- Aim of the task:
Repeat all of the entries, please, keeping each line exact.

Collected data
//! Building provider clients from session settings

use cadgen_ai::{ChatClient, Provider, RetryPolicy, RetryingClient};

use crate::error::{PipelineError, Result};
use crate::session::ProviderSettings;

/// Creates a client for the active provider at the start of each call
pub trait ClientFactory: Send + Sync {
    fn create(&self, provider: Provider, settings: &ProviderSettings) -> Result<Box<dyn ChatClient>>;
}

/// Real HTTP clients, each wrapped in the shared backoff policy
#[derive(Debug, Clone, Default)]
pub struct HttpClientFactory {
    policy: RetryPolicy,
}

impl HttpClientFactory {
    pub fn new(policy: RetryPolicy) -> Self {
        Self { policy }
    }
}

impl ClientFactory for HttpClientFactory {
    fn create(&self, provider: Provider, settings: &ProviderSettings) -> Result<Box<dyn ChatClient>> {
        let api_key = settings
            .api_key
            .as_deref()
            .filter(|key| !key.trim().is_empty())
            .ok_or(PipelineError::NoCredentials { provider })?;
        let inner = cadgen_ai::providers::connect(
            provider,
            api_key,
            settings.model.as_str(),
            settings.base_url.as_deref(),
        )?;
        Ok(Box::new(RetryingClient::new(inner, self.policy.clone())))
    }
}

#[cfg(test)]
mod tests {
    use super::*;

    #[test]
    fn test_missing_key_is_no_credentials() {
        let factory = HttpClientFactory::default();
        let settings = ProviderSettings::for_provider(Provider::Google);
        assert!(matches!(
            factory.create(Provider::Google, &settings),
            Err(PipelineError::NoCredentials {
                provider: Provider::Google
            })
        ));
    }

    #[test]
    fn test_creates_wrapped_client() {
        let factory = HttpClientFactory::default();
        let mut settings = ProviderSettings::for_provider(Provider::Anthropic);
        settings.api_key = Some("sk-test".into());
        let client = factory.create(Provider::Anthropic, &settings).unwrap();
        assert_eq!(client.provider(), Provider::Anthropic);
        assert_eq!(client.model(), "claude-opus-4-6");
    }
}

- Solution below:
//! Building provider clients from session settings

use cadgen_ai::{ChatClient, Provider, RetryPolicy, RetryingClient};

use crate::error::{PipelineError, Result};
use crate::session::ProviderSettings;

/// Creates a client for the active provider at the start of each call
pub trait ClientFactory: Send + Sync {
    fn create(&self, provider: Provider, settings: &ProviderSettings) -> Result<Box<dyn ChatClient>>;
}

/// Real HTTP clients, each wrapped in the shared backoff policy
#[derive(Debug, Clone, Default)]
pub struct HttpClientFactory {
    policy: RetryPolicy,
}

impl HttpClientFactory {
    pub fn new(policy: RetryPolicy) -> Self {
        Self { policy }
    }
}

impl ClientFactory for HttpClientFactory {
    fn create(&self, provider: Provider, settings: &ProviderSettings) -> Result<Box<dyn ChatClient>> {
        let api_key = settings
            .api_key
            .as_deref()
            .filter(|key| !key.trim().is_empty())
            .ok_or(PipelineError::NoCredentials { provider })?;
        let inner = cadgen_ai::providers::connect(
            provider,
            api_key,
            settings.model.as_str(),
            settings.base_url.as_deref(),
        )?;
        Ok(Box::new(RetryingClient::new(inner, self.policy.clone())))
    }
}

#[cfg(test)]
mod tests {
    use super::*;

    #[test]
    fn test_missing_key_is_no_credentials() {
        let factory = HttpClientFactory::default();
        let settings = ProviderSettings::for_provider(Provider::Google);
        assert!(matches!(
            factory.create(Provider::Google, &settings),
            Err(PipelineError::NoCredentials {
                provider: Provider::Google
            })
        ));
    }

    #[test]
    fn test_creates_wrapped_client() {
        let factory = HttpClientFactory::default();
        let mut settings = ProviderSettings::for_provider(Provider::Anthropic);
        settings.api_key = Some("sk-test".into());
        let client = factory.create(Provider::Anthropic, &settings).unwrap();
        assert_eq!(client.provider(), Provider::Anthropic);
        assert_eq!(client.model(), "claude-opus-4-6");
    }
}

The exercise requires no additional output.